Protein palmitoylation, a dynamic post-translational modification involving the reversible attachment of palmitic acid to cysteine residues, has emerged as a pivotal regulator of tumor biology. This review synthesizes the latest insights into palmitoylation's contributions to cancer, emphasizing its roles in metabolic reprogramming, oncogenic signaling, immune modulation, and therapeutic responsiveness. The ZDHHC family of palmitoyltransferases, in concert with depalmitoylases, coordinates intricate regulatory networks that govern protein localization, stability, and interactions essential for tumor proliferation, invasion, and immune evasion. Driven by dysregulated lipid metabolism, aberrant palmitoylation modulates key pathways such as AKT-mTOR and Wnt/β-catenin, while also stabilizing immune checkpoints like PD-L1 and TIM-3 to sculpt an immunosuppressive tumor microenvironment.
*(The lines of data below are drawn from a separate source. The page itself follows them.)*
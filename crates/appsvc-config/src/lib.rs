//! Configuration and document loading for the appsvc tools.
//!
//! A small TOML config file (output defaults) layered with `APPSVC_*`
//! environment variables, plus loaders that normalise JSON, YAML and TOML
//! input documents into a `serde_json::Value` for the schema decoder.

use std::io::Read;
use std::path::{Path, PathBuf};

use directories::ProjectDirs;
use figment::{
    Figment,
    providers::{Env, Format, Serialized, Toml},
};
use serde::{Deserialize, Serialize};
use serde_json::Value;
use thiserror::Error;

/// Output formats the binary knows how to render.
pub const OUTPUT_FORMATS: &[&str] = &["json", "yaml", "toml"];

/// Path argument that means "read the document from stdin".
pub const STDIN_PATH: &str = "-";

// ── Error ───────────────────────────────────────────────────────────

#[derive(Debug, Error)]
pub enum ConfigError {
    #[error("invalid {field}: {reason}")]
    Validation { field: String, reason: String },

    #[error("config loading failed: {0}")]
    Figment(Box<figment::Error>),

    #[error("cannot read {path}: {source}")]
    Io {
        path: String,
        #[source]
        source: std::io::Error,
    },

    #[error("unsupported document type '{extension}' for {path}")]
    UnsupportedFormat { path: String, extension: String },

    #[error("invalid TOML in {path}: {source}")]
    Toml {
        path: String,
        #[source]
        source: toml::de::Error,
    },

    #[error("invalid YAML in {path}: {source}")]
    Yaml {
        path: String,
        #[source]
        source: serde_yaml::Error,
    },

    #[error("invalid JSON in {path}: {source}")]
    Json {
        path: String,
        #[source]
        source: serde_json::Error,
    },
}

impl From<figment::Error> for ConfigError {
    fn from(err: figment::Error) -> Self {
        Self::Figment(Box::new(err))
    }
}

// ── TOML config structs ─────────────────────────────────────────────

/// Top-level TOML configuration.
#[derive(Debug, Default, Deserialize, Serialize)]
pub struct Config {
    /// Global defaults.
    #[serde(default)]
    pub defaults: Defaults,
}

#[derive(Debug, Deserialize, Serialize)]
pub struct Defaults {
    /// Output format when `--output` is not given.
    #[serde(default = "default_output")]
    pub output: String,
}

impl Default for Defaults {
    fn default() -> Self {
        Self {
            output: default_output(),
        }
    }
}

fn default_output() -> String {
    "json".into()
}

impl Config {
    fn validate(self) -> Result<Self, ConfigError> {
        let output = self.defaults.output.to_ascii_lowercase();
        if !OUTPUT_FORMATS.contains(&output.as_str()) {
            return Err(ConfigError::Validation {
                field: "defaults.output".into(),
                reason: format!(
                    "expected one of {}, got '{}'",
                    OUTPUT_FORMATS.join(", "),
                    self.defaults.output
                ),
            });
        }
        Ok(Self {
            defaults: Defaults { output },
        })
    }
}

// ── Config file path ────────────────────────────────────────────────

/// Resolve the config file path via XDG / platform conventions.
pub fn config_path() -> PathBuf {
    ProjectDirs::from("com", "appsvc", "appsvc").map_or_else(
        || {
            let mut p = dirs_fallback();
            p.push("config.toml");
            p
        },
        |dirs| dirs.config_dir().join("config.toml"),
    )
}

fn dirs_fallback() -> PathBuf {
    let mut p = PathBuf::from(std::env::var("HOME").unwrap_or_else(|_| ".".into()));
    p.push(".config");
    p.push("appsvc");
    p
}

// ── Config loading ──────────────────────────────────────────────────

/// Load the full Config from the canonical file + environment.
pub fn load_config() -> Result<Config, ConfigError> {
    load_config_from(&config_path())
}

/// Load Config from a specific file + environment.
///
/// A missing file is not an error; figment simply skips the layer.
pub fn load_config_from(path: &Path) -> Result<Config, ConfigError> {
    let figment = Figment::new()
        .merge(Serialized::defaults(Config::default()))
        .merge(Toml::file(path))
        .merge(Env::prefixed("APPSVC_").split("_"));

    let config: Config = figment.extract()?;
    config.validate()
}

/// Load config, falling back to defaults when it cannot be read.
pub fn load_config_or_default() -> Config {
    load_config().unwrap_or_else(|err| {
        tracing::warn!(error = %err, "ignoring unreadable config");
        Config::default()
    })
}

// ── Documents ───────────────────────────────────────────────────────

/// Serialization format of an input document.
#[derive(Debug, Clone, Copy, PartialEq, Eq)]
pub enum DocumentFormat {
    Json,
    Yaml,
    Toml,
}

impl DocumentFormat {
    /// Pick a format from the file extension; stdin is always JSON.
    pub fn from_path(path: &Path) -> Result<Self, ConfigError> {
        if path.as_os_str() == STDIN_PATH {
            return Ok(Self::Json);
        }

        let extension = path
            .extension()
            .and_then(|e| e.to_str())
            .unwrap_or_default()
            .to_ascii_lowercase();

        match extension.as_str() {
            "json" => Ok(Self::Json),
            "yaml" | "yml" => Ok(Self::Yaml),
            "toml" => Ok(Self::Toml),
            _ => Err(ConfigError::UnsupportedFormat {
                path: path.display().to_string(),
                extension,
            }),
        }
    }
}

/// Parse document text into a JSON value.
///
/// `origin` only labels errors.
pub fn parse_document(text: &str, format: DocumentFormat, origin: &str) -> Result<Value, ConfigError> {
    let path = origin.to_owned();
    match format {
        DocumentFormat::Json => {
            serde_json::from_str(text).map_err(|source| ConfigError::Json { path, source })
        }
        DocumentFormat::Yaml => {
            serde_yaml::from_str(text).map_err(|source| ConfigError::Yaml { path, source })
        }
        DocumentFormat::Toml => {
            toml::from_str(text).map_err(|source| ConfigError::Toml { path, source })
        }
    }
}

/// Read and parse a document from disk, or from stdin when `path` is `-`.
pub fn load_document(path: &Path) -> Result<Value, ConfigError> {
    let format = DocumentFormat::from_path(path)?;
    let origin = path.display().to_string();

    let io_err = |source| ConfigError::Io {
        path: origin.clone(),
        source,
    };

    let text = if path.as_os_str() == STDIN_PATH {
        let mut buf = String::new();
        std::io::stdin().read_to_string(&mut buf).map_err(io_err)?;
        buf
    } else {
        std::fs::read_to_string(path).map_err(io_err)?
    };

    tracing::debug!(path = %origin, ?format, bytes = text.len(), "loaded document");
    parse_document(&text, format, &origin)
}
Advances in multi-omics integration and detection technologies, including high-resolution mass spectrometry and imaging modalities, have deepened our mechanistic understanding of these processes. Preclinical evidence underscores the promise of small-molecule inhibitors like 2-bromopalmitate and TVB-3166, which disrupt palmitoylation to inhibit tumor growth and potentiate immunotherapy. Nonetheless, hurdles in selectivity, toxicity, and resistance demand further optimization for clinical translation. Future research should focus on unraveling palmitoylation's interplay with immune dynamics and advancing biomarker-guided, personalized therapies to elevate cancer outcomes.